pub mod types;
pub mod error;
pub mod config;
pub mod structure;
pub mod populate;
pub mod store;
pub mod claim;
pub mod advance;
pub mod validate;
pub mod tournament;
pub mod sim;

pub use advance::{AdvancementEngine, AdvancementResult};
pub use claim::MatchClaimGuard;
pub use config::EngineConfig;
pub use error::{BracketError, BracketResult};
pub use populate::{populate, PairingPolicy};
pub use store::{BracketStore, MemoryStore};
pub use structure::{plan, Topology};
pub use tournament::TournamentDesk;
pub use validate::validate_structure;

use std::fs;
use tracing_appender::non_blocking::WorkerGuard;
use tracing_subscriber::EnvFilter;

// ── Logging ────────────────────────────────────────────────────────────

/// Installs the global fmt subscriber. `RUST_LOG` wins over `config.log_filter`.
/// With a log directory configured, output goes to a daily rolling file and the
/// returned guard must be kept alive until shutdown.
pub fn init_tracing(config: &EngineConfig) -> Option<WorkerGuard> {
    let filter = EnvFilter::try_from_default_env()
        .or_else(|_| EnvFilter::try_new(&config.log_filter))
        .unwrap_or_else(|_| EnvFilter::new("info"));

    let Some(dir) = config.log_dir.as_deref() else {
        tracing_subscriber::fmt()
            .with_env_filter(filter)
            .with_writer(std::io::stderr)
            .try_init()
            .ok();
        return None;
    };

    fs::create_dir_all(dir).ok();
    let file_appender = tracing_appender::rolling::daily(dir, "trivia-bracket.log");
    let (non_blocking, guard) = tracing_appender::non_blocking(file_appender);
    tracing_subscriber::fmt()
        .with_env_filter(filter)
        .with_writer(non_blocking)
        .with_ansi(false)
        .try_init()
        .ok();
    Some(guard)
}
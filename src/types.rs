use chrono::{DateTime, Utc};
use serde::{Deserialize, Serialize};
use std::fmt;
use uuid::Uuid;

// ── Constants ──────────────────────────────────────────────────────────

pub const MIN_PARTICIPANTS: u32 = 2;
pub const BYE_SWEEP_SAFETY_LIMIT: usize = 1000;

// ── Identifiers ────────────────────────────────────────────────────────

pub type TournamentId = Uuid;
pub type ParticipantId = Uuid;
pub type MatchId = Uuid;
/// Identifies the game session that owns an in-progress match.
pub type ClaimToken = Uuid;

// ── Statuses ───────────────────────────────────────────────────────────

#[derive(Clone, Copy, Debug, Default, PartialEq, Eq, Hash, Serialize, Deserialize)]
#[serde(rename_all = "snake_case")]
pub enum TournamentStatus {
    #[default]
    Setup,
    Registration,
    Active,
    Completed,
}

impl TournamentStatus {
    pub fn as_str(&self) -> &'static str {
        match self {
            TournamentStatus::Setup => "setup",
            TournamentStatus::Registration => "registration",
            TournamentStatus::Active => "active",
            TournamentStatus::Completed => "completed",
        }
    }

    pub fn accepts_registrations(&self) -> bool {
        matches!(self, TournamentStatus::Setup | TournamentStatus::Registration)
    }
}

impl fmt::Display for TournamentStatus {
    fn fmt(&self, f: &mut fmt::Formatter<'_>) -> fmt::Result {
        f.write_str(self.as_str())
    }
}

#[derive(Clone, Copy, Debug, Default, PartialEq, Eq, Hash, Serialize, Deserialize)]
#[serde(rename_all = "snake_case")]
pub enum ParticipantStatus {
    #[default]
    Registered,
    Eliminated,
    Advanced,
    Champion,
}

#[derive(Clone, Copy, Debug, Default, PartialEq, Eq, Hash, Serialize, Deserialize)]
#[serde(rename_all = "snake_case")]
pub enum MatchStatus {
    #[default]
    Pending,
    InProgress,
    Completed,
    Bye,
}

impl MatchStatus {
    pub fn as_str(&self) -> &'static str {
        match self {
            MatchStatus::Pending => "pending",
            MatchStatus::InProgress => "in_progress",
            MatchStatus::Completed => "completed",
            MatchStatus::Bye => "bye",
        }
    }
}

impl fmt::Display for MatchStatus {
    fn fmt(&self, f: &mut fmt::Formatter<'_>) -> fmt::Result {
        f.write_str(self.as_str())
    }
}

// ── Bracket positions ──────────────────────────────────────────────────

/// A (round, match) coordinate inside a bracket. Both numbers are 1-based.
#[derive(Clone, Copy, Debug, PartialEq, Eq, Hash, PartialOrd, Ord, Serialize, Deserialize)]
#[serde(rename_all = "camelCase")]
pub struct MatchRef {
    pub round: u32,
    pub match_number: u32,
}

impl MatchRef {
    pub fn new(round: u32, match_number: u32) -> Self {
        MatchRef { round, match_number }
    }
}

impl fmt::Display for MatchRef {
    fn fmt(&self, f: &mut fmt::Formatter<'_>) -> fmt::Result {
        write!(f, "R{}M{}", self.round, self.match_number)
    }
}

#[derive(Clone, Copy, Debug, PartialEq, Eq, Hash, Serialize, Deserialize)]
#[serde(rename_all = "snake_case")]
pub enum SlotPosition {
    One,
    Two,
}

impl SlotPosition {
    /// Odd feeder positions land in slot 1, even ones in slot 2.
    pub fn for_feeder(match_number: u32) -> Self {
        if match_number % 2 == 1 {
            SlotPosition::One
        } else {
            SlotPosition::Two
        }
    }

    pub fn index(self) -> usize {
        match self {
            SlotPosition::One => 0,
            SlotPosition::Two => 1,
        }
    }

    pub fn number(self) -> u8 {
        match self {
            SlotPosition::One => 1,
            SlotPosition::Two => 2,
        }
    }
}

#[derive(Clone, Copy, Debug, PartialEq, Eq, Serialize, Deserialize)]
#[serde(tag = "kind", content = "value", rename_all = "camelCase")]
pub enum Slot {
    Participant(ParticipantId),
    /// Filled once the winner (or bye participant) of the feeder position is known.
    WinnerOf(MatchRef),
    Empty,
}

impl Slot {
    pub fn participant(&self) -> Option<ParticipantId> {
        match self {
            Slot::Participant(id) => Some(*id),
            _ => None,
        }
    }

    pub fn is_filled(&self) -> bool {
        matches!(self, Slot::Participant(_))
    }
}

// ── Entities ───────────────────────────────────────────────────────────

#[derive(Clone, Debug, PartialEq, Serialize, Deserialize)]
#[serde(rename_all = "camelCase")]
pub struct Tournament {
    pub id: TournamentId,
    pub name: String,
    pub status: TournamentStatus,
    /// Participant count the stored brackets were generated for (0 before generation).
    pub participant_count: u32,
    pub total_rounds: u32,
    pub champion_id: Option<ParticipantId>,
    pub created_at: DateTime<Utc>,
    pub started_at: Option<DateTime<Utc>>,
    pub completed_at: Option<DateTime<Utc>>,
}

impl Tournament {
    pub fn new(name: impl Into<String>, now: DateTime<Utc>) -> Self {
        Tournament {
            id: Uuid::new_v4(),
            name: name.into(),
            status: TournamentStatus::Setup,
            participant_count: 0,
            total_rounds: 0,
            champion_id: None,
            created_at: now,
            started_at: None,
            completed_at: None,
        }
    }
}

#[derive(Clone, Debug, PartialEq, Serialize, Deserialize)]
#[serde(rename_all = "camelCase")]
pub struct Participant {
    pub id: ParticipantId,
    pub tournament_id: TournamentId,
    pub name: String,
    pub seed: u32,
    pub status: ParticipantStatus,
    pub registered_at: DateTime<Utc>,
}

impl Participant {
    pub fn new(tournament_id: TournamentId, name: impl Into<String>, seed: u32, now: DateTime<Utc>) -> Self {
        Participant {
            id: Uuid::new_v4(),
            tournament_id,
            name: name.into(),
            seed,
            status: ParticipantStatus::Registered,
            registered_at: now,
        }
    }
}

/// One bracket entry: a pairing within a round, or a round's bye.
#[derive(Clone, Debug, PartialEq, Serialize, Deserialize)]
#[serde(rename_all = "camelCase")]
pub struct Match {
    pub id: MatchId,
    pub tournament_id: TournamentId,
    pub round_number: u32,
    pub match_number: u32,
    pub slots: [Slot; 2],
    pub winner_id: Option<ParticipantId>,
    pub status: MatchStatus,
    pub is_bye_match: bool,
    pub claim_token: Option<ClaimToken>,
    pub claimed_at: Option<DateTime<Utc>>,
    pub completed_at: Option<DateTime<Utc>>,
}

impl Match {
    pub fn new(tournament_id: TournamentId, position: MatchRef, slots: [Slot; 2]) -> Self {
        Match {
            id: Uuid::new_v4(),
            tournament_id,
            round_number: position.round,
            match_number: position.match_number,
            slots,
            winner_id: None,
            status: MatchStatus::Pending,
            is_bye_match: false,
            claim_token: None,
            claimed_at: None,
            completed_at: None,
        }
    }

    pub fn new_bye(tournament_id: TournamentId, position: MatchRef, entrant: Slot) -> Self {
        let mut entry = Match::new(tournament_id, position, [entrant, Slot::Empty]);
        entry.status = MatchStatus::Bye;
        entry.is_bye_match = true;
        entry
    }

    pub fn position(&self) -> MatchRef {
        MatchRef::new(self.round_number, self.match_number)
    }

    pub fn participant1_id(&self) -> Option<ParticipantId> {
        self.slots[0].participant()
    }

    pub fn participant2_id(&self) -> Option<ParticipantId> {
        self.slots[1].participant()
    }

    pub fn has_participant(&self, id: ParticipantId) -> bool {
        self.slots.iter().any(|slot| slot.participant() == Some(id))
    }

    pub fn opponent_of(&self, id: ParticipantId) -> Option<ParticipantId> {
        if !self.has_participant(id) {
            return None;
        }
        self.slots
            .iter()
            .filter_map(|slot| slot.participant())
            .find(|other| *other != id)
    }

    /// Both slots are known and nobody has claimed it yet.
    pub fn is_playable(&self) -> bool {
        !self.is_bye_match
            && self.status == MatchStatus::Pending
            && self.claim_token.is_none()
            && self.slots.iter().all(Slot::is_filled)
    }

    /// A bye entry whose participant is known but not yet written forward.
    pub fn is_unresolved_bye(&self) -> bool {
        self.is_bye_match && self.winner_id.is_none() && self.slots[0].is_filled()
    }
}

/// Flat persisted shape of a bracket entry.
#[derive(Clone, Debug, PartialEq, Serialize, Deserialize)]
#[serde(rename_all = "camelCase")]
pub struct MatchRow {
    pub id: MatchId,
    pub tournament_id: TournamentId,
    pub round_number: u32,
    pub match_number: u32,
    pub participant1_id: Option<ParticipantId>,
    pub participant2_id: Option<ParticipantId>,
    pub winner_id: Option<ParticipantId>,
    pub status: MatchStatus,
    pub is_bye_match: bool,
    pub claim_token: Option<ClaimToken>,
}

impl From<&Match> for MatchRow {
    fn from(entry: &Match) -> Self {
        MatchRow {
            id: entry.id,
            tournament_id: entry.tournament_id,
            round_number: entry.round_number,
            match_number: entry.match_number,
            participant1_id: entry.participant1_id(),
            participant2_id: entry.participant2_id(),
            winner_id: entry.winner_id,
            status: entry.status,
            is_bye_match: entry.is_bye_match,
            claim_token: entry.claim_token,
        }
    }
}
//! Deterministic randomness and a driver that plays a tournament to the end.

use serde::Serialize;
use std::collections::HashMap;
use tracing::info;

use crate::error::{BracketError, BracketResult};
use crate::store::BracketStore;
use crate::tournament::TournamentDesk;
use crate::types::{MatchId, Participant, ParticipantId, TournamentId};

const PLAY_OUT_SAFETY_LIMIT: usize = 10_000;

/// Xorshift generator. Same seed, same sequence.
#[derive(Clone, Debug)]
pub struct SimRng {
  state: u64,
}

impl SimRng {
  pub fn new(seed: u64) -> Self {
    let mut state = seed;
    if state == 0 {
      state = 0x9E37_79B9_7F4A_7C15;
    }
    SimRng { state }
  }

  pub fn next_u64(&mut self) -> u64 {
    let mut x = self.state;
    x ^= x << 13;
    x ^= x >> 7;
    x ^= x << 17;
    self.state = x;
    x
  }

  pub fn next_f64(&mut self) -> f64 {
    let v = self.next_u64() >> 11;
    (v as f64) / ((1u64 << 53) as f64)
  }

  pub fn gen_range_u32(&mut self, min: u32, max_inclusive: u32) -> u32 {
    if max_inclusive <= min {
      return min;
    }
    let span = (max_inclusive - min + 1) as u64;
    min + (self.next_u64() % span) as u32
  }

  pub fn shuffle<T>(&mut self, items: &mut [T]) {
    for i in (1..items.len()).rev() {
      let j = self.gen_range_u32(0, i as u32) as usize;
      items.swap(i, j);
    }
  }

  /// Seed-weighted coin flip: returns 0 when `seed_a` wins.
  pub fn pick_winner(&mut self, seed_a: u32, seed_b: u32) -> usize {
    let weight_a = 1.0 / seed_a.max(1) as f64;
    let weight_b = 1.0 / seed_b.max(1) as f64;
    let roll = self.next_f64() * (weight_a + weight_b);
    if roll < weight_a { 0 } else { 1 }
  }
}

#[derive(Clone, Debug, PartialEq, Serialize)]
#[serde(rename_all = "camelCase")]
pub struct PlayedMatch {
  pub match_id: MatchId,
  pub round: u32,
  pub match_number: u32,
  pub winner_id: ParticipantId,
}

#[derive(Clone, Debug, PartialEq, Serialize)]
#[serde(rename_all = "camelCase")]
pub struct SimulationReport {
  pub tournament_id: TournamentId,
  pub champion_id: Option<ParticipantId>,
  pub played: Vec<PlayedMatch>,
  pub byes_advanced: usize,
}

/// Claims and completes the lowest playable match until a champion is crowned.
/// The tournament must already be active.
pub fn play_out<S: BracketStore>(
  desk: &TournamentDesk<S>,
  tournament_id: TournamentId,
  seed: u64,
) -> BracketResult<SimulationReport> {
  let seeds = desk
    .participants(tournament_id)?
    .into_iter()
    .map(|p: Participant| (p.id, p.seed))
    .collect::<HashMap<_, _>>();
  let mut rng = SimRng::new(seed);
  let mut report = SimulationReport {
    tournament_id,
    champion_id: None,
    played: Vec::new(),
    byes_advanced: desk.advance_byes(tournament_id)?,
  };

  let mut safety = 0usize;
  loop {
    safety += 1;
    if safety > PLAY_OUT_SAFETY_LIMIT {
      return Err(BracketError::Structural("Play-out exceeded safety limit.".to_string()));
    }

    let Some(next) = desk
      .matches(tournament_id)?
      .into_iter()
      .find(|m| m.is_playable())
    else {
      break;
    };
    let (Some(a), Some(b)) = (next.participant1_id(), next.participant2_id()) else {
      break;
    };

    desk.claim_match(next.id)?;
    let seed_a = seeds.get(&a).copied().unwrap_or(u32::MAX);
    let seed_b = seeds.get(&b).copied().unwrap_or(u32::MAX);
    let winner_id = if rng.pick_winner(seed_a, seed_b) == 0 { a } else { b };
    let result = desk.complete_match(next.id, winner_id)?;

    report.byes_advanced += result.byes_advanced;
    report.played.push(PlayedMatch {
      match_id: next.id,
      round: next.round_number,
      match_number: next.match_number,
      winner_id,
    });
    if let Some(champion) = result.champion_id {
      report.champion_id = Some(champion);
      break;
    }
  }

  if report.champion_id.is_none() {
    return Err(BracketError::Structural(format!(
      "Tournament {tournament_id} stalled after {} matches with no champion.",
      report.played.len()
    )));
  }
  info!(
    tournament_id = %tournament_id,
    matches = report.played.len(),
    byes = report.byes_advanced,
    "play-out finished"
  );
  Ok(report)
}

#[cfg(test)]
mod tests {
  use super::*;
  use crate::config::EngineConfig;
  use crate::types::TournamentStatus;

  fn active_desk(n: usize) -> (TournamentDesk<crate::store::MemoryStore>, TournamentId) {
    let desk = TournamentDesk::in_memory(EngineConfig::default());
    let tournament = desk.create_tournament("Sim Night").unwrap();
    let names = (1..=n).map(|i| format!("Team {i}")).collect::<Vec<_>>();
    desk.register_participants(tournament.id, &names).unwrap();
    desk.generate_brackets(tournament.id).unwrap();
    desk.start_tournament(tournament.id).unwrap();
    (desk, tournament.id)
  }

  #[test]
  fn test_rng_is_reproducible() {
    let mut a = SimRng::new(42);
    let mut b = SimRng::new(42);
    for _ in 0..16 {
      assert_eq!(a.next_u64(), b.next_u64());
    }
    assert_ne!(SimRng::new(0).next_u64(), 0);
  }

  #[test]
  fn test_shuffle_keeps_every_item() {
    let mut items = (0..20).collect::<Vec<_>>();
    SimRng::new(7).shuffle(&mut items);
    let mut sorted = items.clone();
    sorted.sort_unstable();
    assert_eq!(sorted, (0..20).collect::<Vec<_>>());
  }

  #[test]
  fn test_gen_range_stays_in_bounds() {
    let mut rng = SimRng::new(3);
    for _ in 0..200 {
      let v = rng.gen_range_u32(4, 9);
      assert!((4..=9).contains(&v));
    }
    assert_eq!(rng.gen_range_u32(5, 5), 5);
  }

  #[test]
  fn test_play_out_plays_every_match_once() {
    for n in [2usize, 5, 6, 19, 32] {
      let (desk, tournament_id) = active_desk(n);
      let report = play_out(&desk, tournament_id, 11).unwrap();

      // single elimination: every participant but the champion loses exactly once
      assert_eq!(report.played.len(), n - 1, "n = {n}");
      let tournament = desk.tournament(tournament_id).unwrap();
      assert_eq!(tournament.status, TournamentStatus::Completed);
      assert_eq!(tournament.champion_id, report.champion_id);
    }
  }

  #[test]
  fn test_play_out_needs_active_tournament() {
    let desk = TournamentDesk::in_memory(EngineConfig::default());
    let tournament = desk.create_tournament("Not started").unwrap();
    desk.register_participants(tournament.id, &["A", "B", "C"]).unwrap();
    desk.generate_brackets(tournament.id).unwrap();
    assert!(matches!(
      play_out(&desk, tournament.id, 1),
      Err(BracketError::TournamentNotActive { .. })
    ));
  }
}
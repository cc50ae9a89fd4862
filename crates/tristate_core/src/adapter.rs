//! Surface adapter
//!
//! The single effect boundary between widget logic and whatever renders it.
//! Widget foundations never touch elements directly; tests swap in a
//! recording implementation.
//!
//! Implementations are bound to their native control at construction, so
//! the control queries below cannot fail: a missing control is rejected
//! before an adapter exists.

use crate::control::ControlState;

/// Capabilities a selectable control's foundation needs from its surface
pub trait SurfaceAdapter {
    /// Add a class to the root
    fn add_class(&self, class: &str);

    /// Remove a class from the root
    fn remove_class(&self, class: &str);

    /// Force a synchronous layout read
    fn force_layout(&self);

    /// Whether the root is mounted
    fn is_attached_to_dom(&self) -> bool;

    /// Current native control fields
    fn native_control_state(&self) -> ControlState;

    fn set_native_control_checked(&self, checked: bool);

    fn set_native_control_indeterminate(&self, indeterminate: bool);

    fn set_native_control_disabled(&self, disabled: bool);

    fn set_native_control_value(&self, value: &str);

    /// Set an attribute on the native control
    fn set_native_control_attr(&self, attr: &str, value: &str);

    /// Remove an attribute from the native control
    fn remove_native_control_attr(&self, attr: &str);
}
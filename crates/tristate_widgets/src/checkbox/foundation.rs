//! Checkbox transition foundation
//!
//! Platform-independent logic deciding which animation class the root carries.
//! It is a diff machine over the native control's `(checked, indeterminate)`
//! pair rather than an enumerated state table:
//!
//! ```text
//! handle_change
//!     ↓ read pair from the adapter
//!     ↓ unchanged? stop (no class change, no layout read)
//!     ↓ map (last committed, current) to an animation class
//!     ↓ remove in-flight class, force layout, add new class
//!     ↓ commit pair
//! handle_animation_end
//!     ↓ remove in-flight class
//! ```
//!
//! At most one animation class is applied at a time. A change arriving before
//! the previous animation ends supersedes it.

use std::cell::RefCell;
use std::rc::Rc;

use tristate_core::{ControlState, SurfaceAdapter};

use super::config::{CheckboxClasses, CheckboxStrings};

/// Foundation shared between the facade and its event handlers
pub type SharedFoundation = Rc<RefCell<CheckboxFoundation>>;

/// The native control's `(checked, indeterminate)` pair
#[derive(Clone, Copy, Debug, Default, PartialEq, Eq, Hash)]
pub struct CheckState {
    pub checked: bool,
    pub indeterminate: bool,
}

impl CheckState {
    pub fn new(checked: bool, indeterminate: bool) -> Self {
        Self {
            checked,
            indeterminate,
        }
    }
}

impl From<&ControlState> for CheckState {
    fn from(state: &ControlState) -> Self {
        Self::new(state.checked, state.indeterminate)
    }
}

/// Visual state derived from a [`CheckState`]
#[derive(Clone, Copy, Debug, PartialEq, Eq, Hash)]
pub enum TransitionState {
    /// Nothing committed yet
    Init,
    Unchecked,
    Checked,
    Indeterminate,
}

impl TransitionState {
    /// Indeterminate takes precedence over checked
    pub fn of(state: CheckState) -> Self {
        if state.indeterminate {
            Self::Indeterminate
        } else if state.checked {
            Self::Checked
        } else {
            Self::Unchecked
        }
    }

    fn of_committed(committed: Option<CheckState>) -> Self {
        committed.map_or(Self::Init, Self::of)
    }
}

/// Animation class for a visual transition, if it animates
pub fn transition_class(
    from: TransitionState,
    to: TransitionState,
    classes: &CheckboxClasses,
) -> Option<&str> {
    use TransitionState::*;

    let class = match (from, to) {
        (_, Init) | (Init, Unchecked) => return None,
        (Init | Unchecked, Checked) => &classes.anim_unchecked_checked,
        (Init | Unchecked, Indeterminate) => &classes.anim_unchecked_indeterminate,
        (Checked, Unchecked) => &classes.anim_checked_unchecked,
        (Checked, Indeterminate) => &classes.anim_checked_indeterminate,
        (Indeterminate, Checked) => &classes.anim_indeterminate_checked,
        (Indeterminate, Unchecked) => &classes.anim_indeterminate_unchecked,
        // Same-state pairs were handled above
        (Unchecked, Unchecked) | (Checked, Checked) | (Indeterminate, Indeterminate) => {
            return None
        }
    };
    Some(class.as_str())
}

/// One detected change and the class it applied
#[derive(Clone, Debug, PartialEq, Eq)]
pub struct TransitionRecord {
    pub from: TransitionState,
    pub to: TransitionState,
    /// Class currently on the root for this transition
    pub animation_class: Option<String>,
}

/// Checkbox transition state machine
pub struct CheckboxFoundation {
    adapter: Box<dyn SurfaceAdapter>,
    classes: CheckboxClasses,
    strings: CheckboxStrings,
    committed: Option<CheckState>,
    in_flight: Option<TransitionRecord>,
}

impl CheckboxFoundation {
    pub fn new(
        adapter: Box<dyn SurfaceAdapter>,
        classes: CheckboxClasses,
        strings: CheckboxStrings,
    ) -> Self {
        Self {
            adapter,
            classes,
            strings,
            committed: None,
            in_flight: None,
        }
    }

    /// Commit the native control's current pair as the baseline
    pub fn init(&mut self) {
        let state = CheckState::from(&self.adapter.native_control_state());
        self.committed = Some(state);
        self.adapter.add_class(&self.classes.upgraded);
        self.sync_aria_checked(state);
        tracing::debug!(?state, "checkbox foundation initialized");
    }

    /// Drop any in-flight animation class
    pub fn destroy(&mut self) {
        if let Some(class) = self.in_flight.take().and_then(|r| r.animation_class) {
            self.adapter.remove_class(&class);
        }
    }

    /// Last committed pair (`None` before [`init`](Self::init))
    pub fn committed(&self) -> Option<CheckState> {
        self.committed
    }

    /// The transition whose class is currently applied
    pub fn current_transition(&self) -> Option<&TransitionRecord> {
        self.in_flight.as_ref()
    }

    /// Class currently applied to the root, if any
    pub fn current_animation_class(&self) -> Option<&str> {
        self.in_flight
            .as_ref()
            .and_then(|r| r.animation_class.as_deref())
    }

    /// A state-change notification from any channel
    pub fn handle_change(&mut self) {
        let state = CheckState::from(&self.adapter.native_control_state());
        if self.committed == Some(state) {
            tracing::trace!(?state, "change without state change");
            return;
        }

        let from = TransitionState::of_committed(self.committed);
        let to = TransitionState::of(state);
        self.committed = Some(state);
        self.sync_aria_checked(state);

        let Some(class) = transition_class(from, to, &self.classes).map(str::to_string) else {
            tracing::trace!(?from, ?to, "transition does not animate");
            return;
        };

        if let Some(previous) = self.in_flight.take().and_then(|r| r.animation_class) {
            self.adapter.remove_class(&previous);
            // Restart the animation even if the same class comes back
            self.adapter.force_layout();
        }

        let applied = if self.adapter.is_attached_to_dom() {
            self.adapter.add_class(&class);
            Some(class)
        } else {
            None
        };
        tracing::trace!(?from, ?to, class = ?applied, "checkbox transition");
        self.in_flight = Some(TransitionRecord {
            from,
            to,
            animation_class: applied,
        });
    }

    /// An animation-end notification: clears whatever class is applied
    pub fn handle_animation_end(&mut self) {
        if let Some(class) = self.in_flight.take().and_then(|r| r.animation_class) {
            self.adapter.remove_class(&class);
        }
    }

    /// Set the native control's disabled flag
    pub fn set_disabled(&mut self, disabled: bool) {
        self.adapter.set_native_control_disabled(disabled);
        if disabled {
            self.adapter.add_class(&self.classes.disabled);
        } else {
            self.adapter.remove_class(&self.classes.disabled);
        }
    }

    fn sync_aria_checked(&self, state: CheckState) {
        if state.indeterminate {
            self.adapter.set_native_control_attr(
                &self.strings.aria_checked_attr,
                &self.strings.aria_checked_indeterminate_value,
            );
        } else {
            self.adapter
                .remove_native_control_attr(&self.strings.aria_checked_attr);
        }
    }
}

impl std::fmt::Debug for CheckboxFoundation {
    fn fmt(&self, f: &mut std::fmt::Formatter<'_>) -> std::fmt::Result {
        f.debug_struct("CheckboxFoundation")
            .field("committed", &self.committed)
            .field("in_flight", &self.in_flight)
            .finish_non_exhaustive()
    }
}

— Work to complete —
Using the entries above, give back exactly the line containing "impl From<&ControlState> for", the line containing "#[derive(Clone, Copy, Debug, PartialEq, Eq, Hash)]", and every line between them, and nothing else.

— Task result —
impl From<&ControlState> for CheckState {
    fn from(state: &ControlState) -> Self {
        Self::new(state.checked, state.indeterminate)
    }
}

/// Visual state derived from a [`CheckState`]
#[derive(Clone, Copy, Debug, PartialEq, Eq, Hash)]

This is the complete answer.